– Castoreum[108], – объяснил он. – Я могу продать это тем, кто делает лекарства.
– Иисусе! – пробормотал я, зажимая нос. – Надеюсь, они заплатят достаточно, чтобы мы это везли? Воняет еще хуже, чем шкурки хорьков!
Мы долго шли вдоль берега Бригантинуса, но близко не подходили, поэтому я не мог толком рассмотреть берег. Озеро почти целиком огибала широкая, хорошо вымощенная, оживленная римская дорога; там были форты, гарнизоны, поселения и разросшиеся небольшие городки. Там был даже большой город Констанция – оживленный торговый центр: в том месте сходились несколько крупных дорог, включая и те, которые вели в сам Рим, поднимались в Пеннинские Альпы, Грайские Альпы и на другие высокогорья. Поскольку на побережье Бригантинуса вовсю кипела жизнь, нам с Вайрдом приходилось держаться подальше от него, чтобы охотиться; поэтому мы брели по верховьям речек, спускающихся в озеро с запада. Дважды – один раз стрелой, а второй при помощи боевого топорика, брошенного с несшейся галопом лошади, – Вайрд убивал диких кабанов, которые ходили поваляться в прибрежной грязи. Пятнистая щетинистая шкура дикого вепря не представляет ценности, но мясо его чрезвычайно вкусное.

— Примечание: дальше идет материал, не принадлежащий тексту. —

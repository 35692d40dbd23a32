//! Standard listing filter over catalog entries

use std::str::FromStr;

use clap::ValueEnum;

use super::entry::{CatalogEntry, ChannelKind};

/// Which kinds of conversation a listing includes.
#[derive(Debug, Clone, Copy, Default, PartialEq, Eq, ValueEnum)]
pub enum KindFilter {
    #[default]
    All,
    Public,
    Private,
    Dm,
    GroupDm,
    /// Only conversations the user belongs to
    Member,
}

impl FromStr for KindFilter {
    type Err = String;

    fn from_str(s: &str) -> Result<Self, Self::Err> {
        <Self as ValueEnum>::from_str(s, true)
    }
}

/// Listing filter: kind, substring search and archived handling.
#[derive(Debug, Clone, Default)]
pub struct ChannelFilter {
    pub kind: KindFilter,
    /// Case-insensitive substring of name or purpose
    pub search: Option<String>,
    pub include_archived: bool,
}

impl ChannelFilter {
    pub fn new() -> Self {
        Self::default()
    }

    pub fn kind(mut self, kind: KindFilter) -> Self {
        self.kind = kind;
        self
    }

    pub fn search(mut self, term: impl Into<String>) -> Self {
        let term = term.into();
        self.search = (!term.trim().is_empty()).then(|| term.trim().to_lowercase());
        self
    }

    pub fn include_archived(mut self, include: bool) -> Self {
        self.include_archived = include;
        self
    }

    pub fn matches(&self, entry: &CatalogEntry) -> bool {
        if entry.is_archived && !self.include_archived {
            return false;
        }

        let kind_ok = match self.kind {
            KindFilter::All => true,
            KindFilter::Public => entry.kind == ChannelKind::Public,
            KindFilter::Private => entry.kind == ChannelKind::Private,
            KindFilter::Dm => entry.kind == ChannelKind::DirectMessage,
            KindFilter::GroupDm => entry.kind == ChannelKind::GroupDirectMessage,
            KindFilter::Member => entry.is_member,
        };
        if !kind_ok {
            return false;
        }

        match &self.search {
            None => true,
            Some(term) => {
                entry.name.to_lowercase().contains(term.as_str())
                    || entry
                        .metadata
                        .purpose
                        .as_deref()
                        .is_some_and(|p| p.to_lowercase().contains(term.as_str()))
            }
        }
    }
}
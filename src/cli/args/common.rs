//! Common CLI types shared across commands

/// Output format options
#[derive(Debug, Clone, Copy, Default, PartialEq, Eq, clap::ValueEnum)]
pub enum OutputFormat {
    /// Pretty format - human-optimized rich formatting
    Pretty,
    /// Table format - one row per entry (global default)
    #[default]
    Table,
    /// JSON format - structured for scripts/APIs
    Json,
}
//! Channel command implementations

use colored::Colorize;
use log::debug;

use crate::catalog::{CatalogEntry, ChannelCatalog, Startup};
use crate::cli::args::GlobalOptions;
use crate::cli::{ChannelFilterArgs, CommandContext, LimitArgs, OutputFormat, progress};
use crate::client::SlackApi;
use crate::error::{Error, Result};
use crate::models::{ChannelDisplay, ResolveDisplay};
use crate::output::Formattable;
use crate::output::json::JsonOutput;
use crate::output::table::format_details;

/// Concurrent upstream lookups for `channel get`
const MAX_CONCURRENT_LOOKUPS: usize = 5;

/// Run the `channel list` command
pub async fn list(
    opts: &GlobalOptions,
    filters: &ChannelFilterArgs,
    limit: &LimitArgs,
    refresh: bool,
    wait: bool,
) -> Result<()> {
    let startup = if refresh {
        Startup::Fresh
    } else {
        Startup::Background
    };
    let ctx = CommandContext::new(opts, startup)?;

    // Nothing to show from a cold start, so wait for the first pass
    if refresh || wait || ctx.catalog.is_empty() {
        progress::wait_for_population(&ctx.catalog).await;
    }

    let filter = filters.to_filter();
    let entries = ctx.catalog.list_entries(|e| filter.matches(e));
    let total = entries.len();
    let rows: Vec<ChannelDisplay> = entries
        .iter()
        .take(limit.effective())
        .map(|e| ChannelDisplay::new(e, ctx.catalog.label(e)))
        .collect();

    let info = ctx.catalog.cache_info();
    match ctx.format {
        OutputFormat::Json => {
            println!("{}", JsonOutput::new(&rows).with_catalog(info).to_pretty()?);
        }
        format => {
            rows.print(format)?;
            if rows.len() < total {
                eprintln!(
                    "{}",
                    format!("Showing {} of {} channels (use --limit)", rows.len(), total).dimmed()
                );
            }
            if info.status.is_running() {
                eprintln!(
                    "{}",
                    format!("Catalog still loading ({}); results may be partial", info.status)
                        .dimmed()
                );
            }
        }
    }

    Ok(())
}

/// Run the `channel resolve` command
///
/// Answers from the catalog only; unknown names are echoed back unchanged.
pub fn resolve(opts: &GlobalOptions, names: &[String]) -> Result<()> {
    let ctx = CommandContext::new(opts, Startup::Offline)?;
    let rows = resolve_rows(&ctx.catalog, names);

    match ctx.format {
        OutputFormat::Pretty => {
            for row in &rows {
                let mark = if row.known {
                    "✓".green()
                } else {
                    "?".yellow()
                };
                println!("{} {} → {}", mark, row.input, row.id.bold());
            }
        }
        format => rows.print(format)?,
    }

    Ok(())
}

/// Resolve every name against the local catalog.
pub fn resolve_rows<C: SlackApi + 'static>(
    catalog: &ChannelCatalog<C>,
    names: &[String],
) -> Vec<ResolveDisplay> {
    names
        .iter()
        .map(|input| {
            let id = catalog.resolve_id(input);
            let label = catalog
                .get_entry(&id)
                .is_some()
                .then(|| catalog.entry_name(&id));
            ResolveDisplay::new(input, id, label)
        })
        .collect()
}

/// Run the `channel get` command
///
/// No population pass is started; local misses are looked up upstream by id. Every name is attempted;
/// the command fails if any of them could not be found.
pub async fn get(opts: &GlobalOptions, names: &[String]) -> Result<()> {
    let ctx = CommandContext::new(opts, Startup::OnDemand)?;
    let results = match names {
        [single] => vec![(single.clone(), ctx.catalog.resolve_or_fetch(single).await)],
        _ => {
            ctx.catalog
                .resolve_many(names, MAX_CONCURRENT_LOOKUPS)
                .await
        }
    };

    let mut found: Vec<CatalogEntry> = Vec::new();
    let mut failures = 0usize;
    for (input, result) in results {
        match result {
            Ok(entry) => found.push(entry),
            Err(e) => {
                failures += 1;
                debug!("Lookup of '{}' failed: {:?}", input, e);
                eprintln!("{} {}: {}", "✗".red(), input, e);
            }
        }
    }

    match ctx.format {
        OutputFormat::Pretty => {
            for entry in &found {
                println!("{}", format_details(&detail_pairs(&ctx.catalog, entry)));
            }
        }
        format => {
            let rows: Vec<ChannelDisplay> = found
                .iter()
                .map(|e| ChannelDisplay::new(e, ctx.catalog.label(e)))
                .collect();
            rows.print(format)?;
        }
    }

    if failures > 0 {
        return Err(Error::Other(format!(
            "{} of {} lookups failed",
            failures,
            names.len()
        )));
    }
    Ok(())
}

/// Label/value rows for the detail view of one entry.
pub fn detail_pairs<C: SlackApi + 'static>(
    catalog: &ChannelCatalog<C>,
    entry: &CatalogEntry,
) -> Vec<(&'static str, String)> {
    let yes_no = |b: bool| (if b { "yes" } else { "no" }).to_string();

    let mut pairs = vec![
        ("ID", entry.id.clone()),
        ("Name", catalog.label(entry)),
        ("Type", entry.kind.to_string()),
        ("Member", yes_no(entry.is_member)),
        ("Archived", yes_no(entry.is_archived)),
    ];
    if let Some(count) = entry.metadata.member_count {
        pairs.push(("Members", count.to_string()));
    }
    if let Some(ref topic) = entry.metadata.topic {
        pairs.push(("Topic", topic.clone()));
    }
    if let Some(ref purpose) = entry.metadata.purpose {
        pairs.push(("Purpose", purpose.clone()));
    }
    if let Some(ref user) = entry.user {
        pairs.push(("User", user.clone()));
    }
    pairs
}
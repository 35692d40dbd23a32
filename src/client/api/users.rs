//! Users API trait

use async_trait::async_trait;

use crate::client::models::User;
use crate::client::pagination::{CursorPage, CursorParams};
use crate::error::Result;

/// Workspace user operations
#[async_trait]
pub trait UsersApi: Send + Sync {
    /// Fetch one page of workspace users (`users.list`)
    async fn list_users(&self, params: &CursorParams) -> Result<CursorPage<User>>;
}
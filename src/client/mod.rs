//! Slack Web API client

pub mod api;
#[cfg(test)]
pub mod fixtures;
#[cfg(test)]
pub mod mock;
pub mod models;
pub mod pagination;
pub mod parallel;
pub mod rate_limit;
pub mod slack;

pub use api::{AuthApi, ConversationScope, ConversationsApi, UsersApi};
#[cfg(test)]
pub use mock::MockSlackClient;
pub use models::{Conversation, User};
pub use pagination::{CursorPage, CursorParams};
pub use parallel::fetch_concurrently;
pub use slack::SlackClient;

/// Full Slack API surface used by slackop.
///
/// Implemented automatically for anything providing the three sub-traits.
pub trait SlackApi: AuthApi + ConversationsApi + UsersApi {}

impl<T: AuthApi + ConversationsApi + UsersApi> SlackApi for T {}
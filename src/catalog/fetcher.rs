//! Page-at-a-time catalog fetching with upstream retry discipline

use std::future::Future;
use std::sync::Arc;
use std::time::Duration;

use log::{debug, warn};

use super::entry::CatalogEntry;
use crate::client::{ConversationScope, CursorPage, CursorParams, SlackApi, User};
use crate::config::CatalogSettings;
use crate::error::{FailureClass, Result};

/// One page of catalog entries and where the next one starts.
#[derive(Debug, Clone, Default)]
pub struct CatalogPage {
    pub entries: Vec<CatalogEntry>,
    pub next_cursor: Option<String>,
}

/// Ceiling for a single transient backoff sleep
pub const MAX_TRANSIENT_BACKOFF: Duration = Duration::from_secs(60);

/// Retry budget for failures that are not upstream rate limits.
#[derive(Debug, Clone, Copy)]
pub struct RetryPolicy {
    pub transient_retries: u32,
    pub transient_backoff: Duration,
}

impl Default for RetryPolicy {
    fn default() -> Self {
        Self {
            transient_retries: 3,
            transient_backoff: Duration::from_secs(1),
        }
    }
}

impl RetryPolicy {
    /// Doubling backoff for the given retry attempt, capped at
    /// [`MAX_TRANSIENT_BACKOFF`].
    pub fn backoff_for(&self, attempt: u32) -> Duration {
        self.transient_backoff
            .checked_mul(2u32.saturating_pow(attempt))
            .map_or(MAX_TRANSIENT_BACKOFF, |d| d.min(MAX_TRANSIENT_BACKOFF))
    }
}

impl From<&CatalogSettings> for RetryPolicy {
    fn from(settings: &CatalogSettings) -> Self {
        Self {
            transient_retries: settings.transient_retries,
            transient_backoff: settings.transient_backoff,
        }
    }
}

/// Fetches catalog pages from the upstream API.
pub struct CatalogFetcher<C> {
    client: Arc<C>,
    page_size: usize,
    retry: RetryPolicy,
}

impl<C> Clone for CatalogFetcher<C> {
    fn clone(&self) -> Self {
        Self {
            client: Arc::clone(&self.client),
            page_size: self.page_size,
            retry: self.retry,
        }
    }
}

impl<C: SlackApi> CatalogFetcher<C> {
    pub fn new(client: Arc<C>, page_size: usize, retry: RetryPolicy) -> Self {
        Self {
            client,
            page_size,
            retry,
        }
    }

    fn params(&self, cursor: Option<&str>) -> CursorParams {
        let params = CursorParams::new().limit(self.page_size);
        match cursor {
            Some(c) => params.cursor(c),
            None => params,
        }
    }

    /// Fetch a single page once. Errors are returned unclassified.
    pub async fn fetch_page(
        &self,
        cursor: Option<&str>,
        scope: ConversationScope,
    ) -> Result<CatalogPage> {
        let page = self
            .client
            .list_conversations(scope, &self.params(cursor))
            .await?;

        Ok(CatalogPage {
            entries: page.items.into_iter().map(CatalogEntry::from).collect(),
            next_cursor: page.next_cursor,
        })
    }

    /// Fetch a page, sleeping through rate limits and retrying transient
    /// failures. The same cursor is requested again after every wait.
    pub async fn fetch_page_with_retry(
        &self,
        cursor: Option<&str>,
        scope: ConversationScope,
    ) -> Result<CatalogPage> {
        let label = format!("{} page {}", scope, cursor.unwrap_or("<first>"));
        self.with_retry(&label, || self.fetch_page(cursor, scope))
            .await
    }

    /// Fetch one page of the user directory with the same retry rules.
    pub async fn fetch_user_page(&self, cursor: Option<&str>) -> Result<CursorPage<User>> {
        let params = self.params(cursor);
        self.with_retry("users", || self.client.list_users(&params))
            .await
    }

    /// Direct lookup of one conversation by id.
    pub async fn fetch_entry(&self, id: &str) -> Result<CatalogEntry> {
        let conv = self.client.get_conversation(id).await?;
        Ok(CatalogEntry::from(conv))
    }

    async fn with_retry<T, F, Fut>(&self, label: &str, mut op: F) -> Result<T>
    where
        F: FnMut() -> Fut,
        Fut: Future<Output = Result<T>>,
    {
        let mut transient_attempts = 0u32;

        loop {
            match op().await {
                Ok(value) => return Ok(value),
                Err(e) => match e.class() {
                    FailureClass::RateLimited(wait) => {
                        warn!("Rate limited on {}, sleeping {:?}", label, wait);
                        tokio::time::sleep(wait).await;
                    }
                    FailureClass::Transient if transient_attempts < self.retry.transient_retries => {
                        let backoff = self.retry.backoff_for(transient_attempts);
                        transient_attempts += 1;
                        debug!(
                            "Transient failure on {} ({}), retry {} in {:?}",
                            label, e, transient_attempts, backoff
                        );
                        tokio::time::sleep(backoff).await;
                    }
                    _ => return Err(e),
                },
            }
        }
    }
}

Я чувствовал угрызения совести, помогая убивать трудолюбивых бобров только для того, чтобы получить шкурки и castoreum. Ведь единственное съедобное место у бобра – это его хвост, правда из него можно приготовить весьма аппетитное блюдо. Однажды вечером, когда мы ужинали хвостом бобра, я сказал:
– Удивляюсь, почему это я, когда убиваю дикое создание, мучаюсь больше, чем когда лишаю жизни человека.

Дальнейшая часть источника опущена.